» EXERCISE GOAL:
Which lines below include "filename"? Copy them all.

» RECORDS FOR THIS TASK:
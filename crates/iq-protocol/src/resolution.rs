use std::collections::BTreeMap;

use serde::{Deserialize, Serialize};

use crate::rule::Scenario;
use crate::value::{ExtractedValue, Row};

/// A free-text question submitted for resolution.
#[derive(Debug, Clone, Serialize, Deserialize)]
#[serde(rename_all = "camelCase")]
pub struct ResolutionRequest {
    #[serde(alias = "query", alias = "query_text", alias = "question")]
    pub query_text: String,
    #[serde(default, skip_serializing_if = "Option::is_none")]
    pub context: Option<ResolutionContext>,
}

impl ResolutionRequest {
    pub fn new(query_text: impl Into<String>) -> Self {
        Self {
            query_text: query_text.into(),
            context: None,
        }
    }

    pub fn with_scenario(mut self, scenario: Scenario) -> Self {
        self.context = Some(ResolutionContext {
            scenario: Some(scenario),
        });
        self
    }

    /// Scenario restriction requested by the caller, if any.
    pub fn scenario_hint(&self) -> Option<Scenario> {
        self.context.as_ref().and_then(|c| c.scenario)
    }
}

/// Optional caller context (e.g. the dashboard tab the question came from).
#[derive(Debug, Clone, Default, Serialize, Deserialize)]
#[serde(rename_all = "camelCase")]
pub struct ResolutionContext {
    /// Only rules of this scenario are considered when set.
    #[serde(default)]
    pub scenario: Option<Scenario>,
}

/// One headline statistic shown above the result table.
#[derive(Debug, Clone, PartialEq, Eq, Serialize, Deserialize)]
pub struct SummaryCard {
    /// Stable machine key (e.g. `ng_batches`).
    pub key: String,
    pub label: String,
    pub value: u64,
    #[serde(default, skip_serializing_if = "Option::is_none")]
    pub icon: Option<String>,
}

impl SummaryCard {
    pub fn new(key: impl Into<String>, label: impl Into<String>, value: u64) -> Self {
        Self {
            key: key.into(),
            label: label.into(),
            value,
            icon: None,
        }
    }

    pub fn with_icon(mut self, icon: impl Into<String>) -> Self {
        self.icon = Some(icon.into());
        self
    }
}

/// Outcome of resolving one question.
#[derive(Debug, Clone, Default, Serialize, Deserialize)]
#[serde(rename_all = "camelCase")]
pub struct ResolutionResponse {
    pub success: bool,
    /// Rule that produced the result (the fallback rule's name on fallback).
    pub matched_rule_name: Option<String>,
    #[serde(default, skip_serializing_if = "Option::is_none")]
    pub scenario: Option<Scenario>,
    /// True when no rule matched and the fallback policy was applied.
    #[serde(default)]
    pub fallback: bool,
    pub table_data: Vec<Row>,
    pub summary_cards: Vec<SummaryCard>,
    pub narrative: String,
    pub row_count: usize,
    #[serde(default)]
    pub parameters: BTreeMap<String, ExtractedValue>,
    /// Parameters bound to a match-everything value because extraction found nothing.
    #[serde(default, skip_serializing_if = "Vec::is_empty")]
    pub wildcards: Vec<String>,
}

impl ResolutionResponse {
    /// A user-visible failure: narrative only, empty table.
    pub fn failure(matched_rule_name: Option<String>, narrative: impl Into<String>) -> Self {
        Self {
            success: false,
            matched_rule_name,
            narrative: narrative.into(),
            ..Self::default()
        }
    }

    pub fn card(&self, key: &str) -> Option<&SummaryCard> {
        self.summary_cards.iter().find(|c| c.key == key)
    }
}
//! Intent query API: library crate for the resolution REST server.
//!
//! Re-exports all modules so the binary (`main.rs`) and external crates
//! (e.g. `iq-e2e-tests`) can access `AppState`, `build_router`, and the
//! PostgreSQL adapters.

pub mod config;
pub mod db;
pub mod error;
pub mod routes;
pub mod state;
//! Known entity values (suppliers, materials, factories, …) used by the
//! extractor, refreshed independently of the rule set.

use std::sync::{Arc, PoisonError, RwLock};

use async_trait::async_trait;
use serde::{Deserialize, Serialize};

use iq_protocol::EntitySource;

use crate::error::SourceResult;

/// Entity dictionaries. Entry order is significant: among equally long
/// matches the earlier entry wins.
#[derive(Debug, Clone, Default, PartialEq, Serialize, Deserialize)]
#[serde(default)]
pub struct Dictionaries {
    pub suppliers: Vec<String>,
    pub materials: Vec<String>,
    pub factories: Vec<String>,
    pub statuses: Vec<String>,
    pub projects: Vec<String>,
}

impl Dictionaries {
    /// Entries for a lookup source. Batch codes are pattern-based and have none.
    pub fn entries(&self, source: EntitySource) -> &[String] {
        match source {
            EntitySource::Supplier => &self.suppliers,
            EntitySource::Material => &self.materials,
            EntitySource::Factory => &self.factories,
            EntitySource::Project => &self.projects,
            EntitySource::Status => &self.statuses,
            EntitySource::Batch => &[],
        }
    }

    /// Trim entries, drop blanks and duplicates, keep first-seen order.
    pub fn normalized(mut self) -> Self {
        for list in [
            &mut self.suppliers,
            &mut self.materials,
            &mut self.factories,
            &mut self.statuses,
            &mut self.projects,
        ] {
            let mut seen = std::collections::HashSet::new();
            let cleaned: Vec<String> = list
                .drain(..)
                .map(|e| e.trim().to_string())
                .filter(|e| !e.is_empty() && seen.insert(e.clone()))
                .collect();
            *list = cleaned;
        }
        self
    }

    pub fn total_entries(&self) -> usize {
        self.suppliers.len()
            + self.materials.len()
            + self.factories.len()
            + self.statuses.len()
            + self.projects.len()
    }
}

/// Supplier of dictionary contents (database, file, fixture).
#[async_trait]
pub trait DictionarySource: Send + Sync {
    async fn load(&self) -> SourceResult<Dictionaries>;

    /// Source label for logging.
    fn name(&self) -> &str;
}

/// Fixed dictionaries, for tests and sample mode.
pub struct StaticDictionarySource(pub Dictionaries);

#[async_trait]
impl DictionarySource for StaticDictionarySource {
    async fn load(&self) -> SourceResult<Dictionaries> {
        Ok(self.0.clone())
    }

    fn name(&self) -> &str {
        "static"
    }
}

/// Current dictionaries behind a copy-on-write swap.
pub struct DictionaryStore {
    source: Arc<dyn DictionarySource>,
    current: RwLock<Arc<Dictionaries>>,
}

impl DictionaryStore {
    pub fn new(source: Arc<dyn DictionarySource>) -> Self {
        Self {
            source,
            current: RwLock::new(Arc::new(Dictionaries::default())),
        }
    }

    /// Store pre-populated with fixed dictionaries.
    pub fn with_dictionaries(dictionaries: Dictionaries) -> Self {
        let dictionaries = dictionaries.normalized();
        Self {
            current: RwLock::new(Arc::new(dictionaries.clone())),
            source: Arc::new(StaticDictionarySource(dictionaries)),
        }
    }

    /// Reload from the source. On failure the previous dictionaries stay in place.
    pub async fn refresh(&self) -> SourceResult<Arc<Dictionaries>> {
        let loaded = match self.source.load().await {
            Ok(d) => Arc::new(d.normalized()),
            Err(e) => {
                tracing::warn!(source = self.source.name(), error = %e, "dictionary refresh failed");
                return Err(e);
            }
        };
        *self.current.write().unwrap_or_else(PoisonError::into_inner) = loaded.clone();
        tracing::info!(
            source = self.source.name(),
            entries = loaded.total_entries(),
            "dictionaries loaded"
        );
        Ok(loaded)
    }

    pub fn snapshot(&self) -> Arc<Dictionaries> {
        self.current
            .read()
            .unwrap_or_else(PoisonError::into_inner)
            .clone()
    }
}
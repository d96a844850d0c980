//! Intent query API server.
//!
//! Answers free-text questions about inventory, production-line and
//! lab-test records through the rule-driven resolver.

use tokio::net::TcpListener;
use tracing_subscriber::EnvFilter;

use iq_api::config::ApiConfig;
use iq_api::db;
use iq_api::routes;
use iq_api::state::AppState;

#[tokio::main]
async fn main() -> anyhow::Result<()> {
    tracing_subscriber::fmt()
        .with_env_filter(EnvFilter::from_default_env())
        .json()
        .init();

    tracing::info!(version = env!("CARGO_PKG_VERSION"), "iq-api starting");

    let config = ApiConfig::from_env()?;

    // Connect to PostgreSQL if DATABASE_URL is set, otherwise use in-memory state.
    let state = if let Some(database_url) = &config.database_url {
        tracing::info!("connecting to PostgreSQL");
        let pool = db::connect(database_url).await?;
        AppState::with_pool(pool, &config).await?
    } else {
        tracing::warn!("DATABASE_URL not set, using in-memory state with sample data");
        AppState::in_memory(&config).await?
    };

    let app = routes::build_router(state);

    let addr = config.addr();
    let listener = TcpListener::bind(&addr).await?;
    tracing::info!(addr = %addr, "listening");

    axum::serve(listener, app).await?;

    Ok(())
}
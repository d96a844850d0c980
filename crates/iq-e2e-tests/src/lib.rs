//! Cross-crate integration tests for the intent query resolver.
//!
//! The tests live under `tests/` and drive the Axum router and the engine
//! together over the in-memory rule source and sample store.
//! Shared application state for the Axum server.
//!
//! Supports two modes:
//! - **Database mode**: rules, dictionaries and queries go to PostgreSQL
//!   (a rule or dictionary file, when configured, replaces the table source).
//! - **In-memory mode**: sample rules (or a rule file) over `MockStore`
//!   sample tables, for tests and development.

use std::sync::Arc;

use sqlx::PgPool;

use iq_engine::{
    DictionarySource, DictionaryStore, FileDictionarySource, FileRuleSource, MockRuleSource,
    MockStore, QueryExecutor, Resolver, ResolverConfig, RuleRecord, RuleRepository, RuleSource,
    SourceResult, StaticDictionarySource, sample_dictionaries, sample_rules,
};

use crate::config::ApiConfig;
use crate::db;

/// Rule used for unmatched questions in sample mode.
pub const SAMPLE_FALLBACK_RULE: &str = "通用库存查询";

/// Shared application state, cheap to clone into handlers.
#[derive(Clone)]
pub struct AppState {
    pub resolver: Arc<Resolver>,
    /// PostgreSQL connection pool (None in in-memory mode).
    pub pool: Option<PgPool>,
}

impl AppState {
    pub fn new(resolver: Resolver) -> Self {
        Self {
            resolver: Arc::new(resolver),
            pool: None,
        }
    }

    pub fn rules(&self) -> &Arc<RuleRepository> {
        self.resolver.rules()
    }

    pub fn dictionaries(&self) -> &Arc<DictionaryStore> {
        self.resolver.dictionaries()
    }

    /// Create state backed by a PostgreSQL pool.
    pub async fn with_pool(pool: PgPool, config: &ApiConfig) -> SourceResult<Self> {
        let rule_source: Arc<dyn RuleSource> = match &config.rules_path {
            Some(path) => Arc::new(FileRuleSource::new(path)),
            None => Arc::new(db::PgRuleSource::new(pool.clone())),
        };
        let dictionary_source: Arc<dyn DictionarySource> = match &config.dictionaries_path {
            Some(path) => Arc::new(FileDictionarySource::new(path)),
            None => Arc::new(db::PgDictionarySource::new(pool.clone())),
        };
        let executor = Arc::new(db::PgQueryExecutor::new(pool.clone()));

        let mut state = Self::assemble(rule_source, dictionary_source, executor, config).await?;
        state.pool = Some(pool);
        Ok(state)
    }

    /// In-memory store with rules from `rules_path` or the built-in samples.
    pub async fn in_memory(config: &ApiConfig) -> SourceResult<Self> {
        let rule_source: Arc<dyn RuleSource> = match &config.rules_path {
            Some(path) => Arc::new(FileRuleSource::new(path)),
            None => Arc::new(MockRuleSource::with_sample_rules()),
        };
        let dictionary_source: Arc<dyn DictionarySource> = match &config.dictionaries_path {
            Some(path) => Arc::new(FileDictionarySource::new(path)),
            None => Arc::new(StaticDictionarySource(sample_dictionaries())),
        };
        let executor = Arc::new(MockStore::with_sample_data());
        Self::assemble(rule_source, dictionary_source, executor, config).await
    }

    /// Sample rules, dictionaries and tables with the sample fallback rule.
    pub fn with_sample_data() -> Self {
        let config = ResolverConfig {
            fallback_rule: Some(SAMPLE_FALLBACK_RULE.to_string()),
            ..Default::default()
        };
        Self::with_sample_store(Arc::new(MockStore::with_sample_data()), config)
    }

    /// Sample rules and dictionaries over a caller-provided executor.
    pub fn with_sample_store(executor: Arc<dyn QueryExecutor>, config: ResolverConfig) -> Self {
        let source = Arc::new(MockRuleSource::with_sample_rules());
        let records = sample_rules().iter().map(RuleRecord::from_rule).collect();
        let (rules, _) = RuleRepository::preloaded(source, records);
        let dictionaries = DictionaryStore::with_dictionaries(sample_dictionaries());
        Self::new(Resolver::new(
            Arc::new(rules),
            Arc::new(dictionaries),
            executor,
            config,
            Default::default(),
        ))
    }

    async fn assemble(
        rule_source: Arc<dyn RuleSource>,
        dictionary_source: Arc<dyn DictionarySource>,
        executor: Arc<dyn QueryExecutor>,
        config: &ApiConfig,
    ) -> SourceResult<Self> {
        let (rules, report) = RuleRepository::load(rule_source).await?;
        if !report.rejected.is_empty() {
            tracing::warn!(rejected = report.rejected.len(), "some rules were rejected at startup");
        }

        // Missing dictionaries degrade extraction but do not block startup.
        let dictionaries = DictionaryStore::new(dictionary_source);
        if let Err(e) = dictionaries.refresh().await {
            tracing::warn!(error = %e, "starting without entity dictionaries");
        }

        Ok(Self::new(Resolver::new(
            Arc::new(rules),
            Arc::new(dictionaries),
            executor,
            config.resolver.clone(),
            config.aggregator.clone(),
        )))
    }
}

» TASK ANSWER:
filename crates/iq-protocol/src/resolution.rs
filename crates/iq-e2e-tests/src/lib.rs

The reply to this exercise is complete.